--- START ---

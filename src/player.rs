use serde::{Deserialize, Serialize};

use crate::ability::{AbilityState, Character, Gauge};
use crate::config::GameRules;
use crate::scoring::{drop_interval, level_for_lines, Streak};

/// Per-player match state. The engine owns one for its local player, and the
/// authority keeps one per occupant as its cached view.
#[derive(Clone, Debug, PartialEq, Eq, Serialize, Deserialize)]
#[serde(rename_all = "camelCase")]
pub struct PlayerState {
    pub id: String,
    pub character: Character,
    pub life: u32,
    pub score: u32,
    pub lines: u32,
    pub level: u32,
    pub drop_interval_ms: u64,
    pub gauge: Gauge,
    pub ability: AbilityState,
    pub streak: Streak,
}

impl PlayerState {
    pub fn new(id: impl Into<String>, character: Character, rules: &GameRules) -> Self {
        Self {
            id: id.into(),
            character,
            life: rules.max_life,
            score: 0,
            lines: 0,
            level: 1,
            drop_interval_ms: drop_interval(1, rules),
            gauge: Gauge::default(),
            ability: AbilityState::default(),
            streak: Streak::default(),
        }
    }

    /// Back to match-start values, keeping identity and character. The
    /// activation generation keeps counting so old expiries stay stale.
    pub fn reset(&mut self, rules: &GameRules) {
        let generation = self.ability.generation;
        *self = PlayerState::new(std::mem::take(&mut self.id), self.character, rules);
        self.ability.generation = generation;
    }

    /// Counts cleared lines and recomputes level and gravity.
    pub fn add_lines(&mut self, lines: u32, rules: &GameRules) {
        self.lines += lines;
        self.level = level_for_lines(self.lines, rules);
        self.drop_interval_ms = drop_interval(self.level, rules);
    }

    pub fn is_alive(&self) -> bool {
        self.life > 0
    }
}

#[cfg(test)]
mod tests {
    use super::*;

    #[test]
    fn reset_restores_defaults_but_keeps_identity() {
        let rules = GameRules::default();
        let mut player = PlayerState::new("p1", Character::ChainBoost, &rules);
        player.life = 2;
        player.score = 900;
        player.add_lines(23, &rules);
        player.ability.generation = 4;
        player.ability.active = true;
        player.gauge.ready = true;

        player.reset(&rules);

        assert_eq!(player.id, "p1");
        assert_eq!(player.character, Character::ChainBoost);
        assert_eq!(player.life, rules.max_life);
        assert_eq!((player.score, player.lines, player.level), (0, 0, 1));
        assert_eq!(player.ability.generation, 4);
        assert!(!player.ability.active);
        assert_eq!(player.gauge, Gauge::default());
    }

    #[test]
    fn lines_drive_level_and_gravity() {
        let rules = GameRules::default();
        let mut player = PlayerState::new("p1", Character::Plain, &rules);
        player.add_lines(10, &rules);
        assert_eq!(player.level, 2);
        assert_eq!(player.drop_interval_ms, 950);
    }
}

--- END ---
--- START ---

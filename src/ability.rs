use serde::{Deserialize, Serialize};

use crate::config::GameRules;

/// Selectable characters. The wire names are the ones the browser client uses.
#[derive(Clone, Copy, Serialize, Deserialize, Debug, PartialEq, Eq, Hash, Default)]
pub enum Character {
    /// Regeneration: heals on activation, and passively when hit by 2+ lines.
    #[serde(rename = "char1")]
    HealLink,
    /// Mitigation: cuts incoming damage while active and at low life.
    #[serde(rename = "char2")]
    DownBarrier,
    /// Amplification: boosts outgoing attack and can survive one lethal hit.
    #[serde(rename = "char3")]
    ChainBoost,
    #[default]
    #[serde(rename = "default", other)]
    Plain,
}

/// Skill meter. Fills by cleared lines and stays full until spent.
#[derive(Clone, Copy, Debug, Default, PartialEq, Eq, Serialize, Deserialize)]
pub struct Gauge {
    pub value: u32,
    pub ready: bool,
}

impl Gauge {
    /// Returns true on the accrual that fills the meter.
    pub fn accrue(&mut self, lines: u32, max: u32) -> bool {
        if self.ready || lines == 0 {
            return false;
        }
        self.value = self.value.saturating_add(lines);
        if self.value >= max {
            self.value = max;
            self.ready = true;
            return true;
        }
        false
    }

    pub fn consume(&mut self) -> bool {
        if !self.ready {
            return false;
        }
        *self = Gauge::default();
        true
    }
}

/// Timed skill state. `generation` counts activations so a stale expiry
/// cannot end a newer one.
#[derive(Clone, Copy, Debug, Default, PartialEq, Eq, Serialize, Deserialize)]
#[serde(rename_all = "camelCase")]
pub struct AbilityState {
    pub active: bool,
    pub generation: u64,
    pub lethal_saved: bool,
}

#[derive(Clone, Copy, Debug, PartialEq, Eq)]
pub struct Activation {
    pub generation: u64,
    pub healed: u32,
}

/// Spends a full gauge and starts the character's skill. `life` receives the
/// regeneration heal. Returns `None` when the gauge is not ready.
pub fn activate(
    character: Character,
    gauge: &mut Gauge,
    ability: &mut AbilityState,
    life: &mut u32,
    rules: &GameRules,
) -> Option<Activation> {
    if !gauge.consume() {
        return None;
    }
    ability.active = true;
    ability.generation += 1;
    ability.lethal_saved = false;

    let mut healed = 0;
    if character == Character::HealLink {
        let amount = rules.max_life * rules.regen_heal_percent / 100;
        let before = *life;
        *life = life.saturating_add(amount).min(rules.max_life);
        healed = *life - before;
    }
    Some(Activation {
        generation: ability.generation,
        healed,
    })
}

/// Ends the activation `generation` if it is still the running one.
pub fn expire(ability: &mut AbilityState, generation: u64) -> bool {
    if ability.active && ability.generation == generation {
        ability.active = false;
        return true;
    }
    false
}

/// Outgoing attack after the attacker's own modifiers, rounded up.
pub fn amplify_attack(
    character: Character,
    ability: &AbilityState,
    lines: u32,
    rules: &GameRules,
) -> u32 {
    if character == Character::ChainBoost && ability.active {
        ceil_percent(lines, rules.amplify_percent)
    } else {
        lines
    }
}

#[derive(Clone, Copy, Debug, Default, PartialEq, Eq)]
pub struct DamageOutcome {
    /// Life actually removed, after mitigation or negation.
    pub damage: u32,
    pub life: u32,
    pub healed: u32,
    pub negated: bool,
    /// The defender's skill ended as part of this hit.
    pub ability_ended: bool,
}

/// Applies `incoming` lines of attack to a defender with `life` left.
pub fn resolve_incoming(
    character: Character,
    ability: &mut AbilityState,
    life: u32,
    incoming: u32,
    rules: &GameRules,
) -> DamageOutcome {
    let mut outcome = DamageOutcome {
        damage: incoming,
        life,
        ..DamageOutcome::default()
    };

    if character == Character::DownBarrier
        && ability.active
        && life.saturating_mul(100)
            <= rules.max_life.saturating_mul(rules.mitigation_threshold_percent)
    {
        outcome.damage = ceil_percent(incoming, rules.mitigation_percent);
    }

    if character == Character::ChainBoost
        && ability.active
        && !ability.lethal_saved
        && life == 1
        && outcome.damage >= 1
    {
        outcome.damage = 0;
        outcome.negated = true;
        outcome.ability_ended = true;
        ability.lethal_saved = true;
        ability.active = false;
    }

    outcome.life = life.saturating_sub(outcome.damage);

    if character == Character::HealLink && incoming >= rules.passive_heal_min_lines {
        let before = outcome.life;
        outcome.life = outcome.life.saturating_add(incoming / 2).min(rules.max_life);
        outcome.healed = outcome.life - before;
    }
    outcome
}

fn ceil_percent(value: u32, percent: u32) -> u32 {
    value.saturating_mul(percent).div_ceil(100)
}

--- END ---

REQUIRED WORK: All lines in the data above from the one with "filename src/player.rs" through the one with "pub fn reset(&mut" must be repeated exactly, and no others.

YOUR RESPONSE:
filename src/player.rs
use serde::{Deserialize, Serialize};

use crate::ability::{AbilityState, Character, Gauge};
use crate::config::GameRules;
use crate::scoring::{drop_interval, level_for_lines, Streak};

/// Per-player match state. The engine owns one for its local player, and the
/// authority keeps one per occupant as its cached view.
#[derive(Clone, Debug, PartialEq, Eq, Serialize, Deserialize)]
#[serde(rename_all = "camelCase")]
pub struct PlayerState {
    pub id: String,
    pub character: Character,
    pub life: u32,
    pub score: u32,
    pub lines: u32,
    pub level: u32,
    pub drop_interval_ms: u64,
    pub gauge: Gauge,
    pub ability: AbilityState,
    pub streak: Streak,
}

impl PlayerState {
    pub fn new(id: impl Into<String>, character: Character, rules: &GameRules) -> Self {
        Self {
            id: id.into(),
            character,
            life: rules.max_life,
            score: 0,
            lines: 0,
            level: 1,
            drop_interval_ms: drop_interval(1, rules),
            gauge: Gauge::default(),
            ability: AbilityState::default(),
            streak: Streak::default(),
        }
    }

    /// Back to match-start values, keeping identity and character. The
    /// activation generation keeps counting so old expiries stay stale.
    pub fn reset(&mut self, rules: &GameRules) {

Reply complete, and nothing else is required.